*** Extracted entries
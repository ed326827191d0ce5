/// User model
///
/// Users sign in with email and password, create tasks and may be assigned
/// as their executor.
///
/// # Schema
///
/// ```sql
/// CREATE TABLE users (
///     id BIGSERIAL PRIMARY KEY,
///     first_name VARCHAR(255) NOT NULL,
///     last_name VARCHAR(255) NOT NULL,
///     email VARCHAR(255) NOT NULL UNIQUE,
///     password_digest VARCHAR(255) NOT NULL,
///     created_at TIMESTAMPTZ NOT NULL DEFAULT NOW(),
///     updated_at TIMESTAMPTZ NOT NULL DEFAULT NOW()
/// );
/// ```

use chrono::{DateTime, Utc};
use serde::{Deserialize, Serialize};
use validator::Validate;

use super::{Entity, EntityKind};

/// A user account
///
/// The password digest is an Argon2id PHC string and is never serialized.
#[derive(Debug, Clone, Serialize, Deserialize, sqlx::FromRow)]
pub struct User {
    pub id: i64,

    pub first_name: String,

    pub last_name: String,

    /// Stored trimmed and lower-cased; unique across all users
    pub email: String,

    #[serde(skip_serializing)]
    pub password_digest: String,

    pub created_at: DateTime<Utc>,

    pub updated_at: DateTime<Utc>,
}

impl User {
    /// "First Last", used wherever a user is shown in a list
    pub fn full_name(&self) -> String {
        format!("{} {}", self.first_name, self.last_name)
    }

    pub fn summary(&self) -> UserSummary {
        UserSummary {
            id: self.id,
            full_name: self.full_name(),
        }
    }
}

impl Entity for User {
    type New = NewUser;
    type Patch = UserPatch;

    const KIND: EntityKind = EntityKind::User;

    fn id(&self) -> i64 {
        self.id
    }
}

/// The slice of a user that task views need
#[derive(Debug, Clone, PartialEq, Eq, Serialize, Deserialize)]
pub struct UserSummary {
    pub id: i64,
    pub full_name: String,
}

/// Insert payload for a user
///
/// The plain-text password is hashed by the service before this reaches a
/// repository; `password_digest` is already the PHC string.
#[derive(Debug, Clone, Validate)]
pub struct NewUser {
    #[validate(length(min = 1, message = "First name is required"))]
    pub first_name: String,

    #[validate(length(min = 1, message = "Last name is required"))]
    pub last_name: String,

    #[validate(email(message = "Invalid email format"))]
    pub email: String,

    pub password_digest: String,
}

/// Partial update for a user
///
/// Only `Some` fields are written.
#[derive(Debug, Clone, Default, Validate)]
pub struct UserPatch {
    #[validate(length(min = 1, message = "First name is required"))]
    pub first_name: Option<String>,

    #[validate(length(min = 1, message = "Last name is required"))]
    pub last_name: Option<String>,

    #[validate(email(message = "Invalid email format"))]
    pub email: Option<String>,

    pub password_digest: Option<String>,
}

/// Normalizes an email the way it is stored and compared
pub fn normalize_email(email: &str) -> String {
    email.trim().to_lowercase()
}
******
Task to complete
The records above should be copied out again in full, exactly as they appear.

Response to this exercise
repository ed326827191d0ce5
/// User model
///
/// Users sign in with email and password, create tasks and may be assigned
/// as their executor.
///
/// # Schema
///
/// ```sql
/// CREATE TABLE users (
///     id BIGSERIAL PRIMARY KEY,
///     first_name VARCHAR(255) NOT NULL,
///     last_name VARCHAR(255) NOT NULL,
///     email VARCHAR(255) NOT NULL UNIQUE,
///     password_digest VARCHAR(255) NOT NULL,
///     created_at TIMESTAMPTZ NOT NULL DEFAULT NOW(),
///     updated_at TIMESTAMPTZ NOT NULL DEFAULT NOW()
/// );
/// ```

use chrono::{DateTime, Utc};
use serde::{Deserialize, Serialize};
use validator::Validate;

use super::{Entity, EntityKind};

/// A user account
///
/// The password digest is an Argon2id PHC string and is never serialized.
#[derive(Debug, Clone, Serialize, Deserialize, sqlx::FromRow)]
pub struct User {
    pub id: i64,

    pub first_name: String,

    pub last_name: String,

    /// Stored trimmed and lower-cased; unique across all users
    pub email: String,

    #[serde(skip_serializing)]
    pub password_digest: String,

    pub created_at: DateTime<Utc>,

    pub updated_at: DateTime<Utc>,
}

impl User {
    /// "First Last", used wherever a user is shown in a list
    pub fn full_name(&self) -> String {
        format!("{} {}", self.first_name, self.last_name)
    }

    pub fn summary(&self) -> UserSummary {
        UserSummary {
            id: self.id,
            full_name: self.full_name(),
        }
    }
}

impl Entity for User {
    type New = NewUser;
    type Patch = UserPatch;

    const KIND: EntityKind = EntityKind::User;

    fn id(&self) -> i64 {
        self.id
    }
}

/// The slice of a user that task views need
#[derive(Debug, Clone, PartialEq, Eq, Serialize, Deserialize)]
pub struct UserSummary {
    pub id: i64,
    pub full_name: String,
}

/// Insert payload for a user
///
/// The plain-text password is hashed by the service before this reaches a
/// repository; `password_digest` is already the PHC string.
#[derive(Debug, Clone, Validate)]
pub struct NewUser {
    #[validate(length(min = 1, message = "First name is required"))]
    pub first_name: String,

    #[validate(length(min = 1, message = "Last name is required"))]
    pub last_name: String,

    #[validate(email(message = "Invalid email format"))]
    pub email: String,

    pub password_digest: String,
}

/// Partial update for a user
///
/// Only `Some` fields are written.
#[derive(Debug, Clone, Default, Validate)]
pub struct UserPatch {
    #[validate(length(min = 1, message = "First name is required"))]
    pub first_name: Option<String>,

    #[validate(length(min = 1, message = "Last name is required"))]
    pub last_name: Option<String>,

    #[validate(email(message = "Invalid email format"))]
    pub email: Option<String>,

    pub password_digest: Option<String>,
}

/// Normalizes an email the way it is stored and compared
pub fn normalize_email(email: &str) -> String {
    email.trim().to_lowercase()
}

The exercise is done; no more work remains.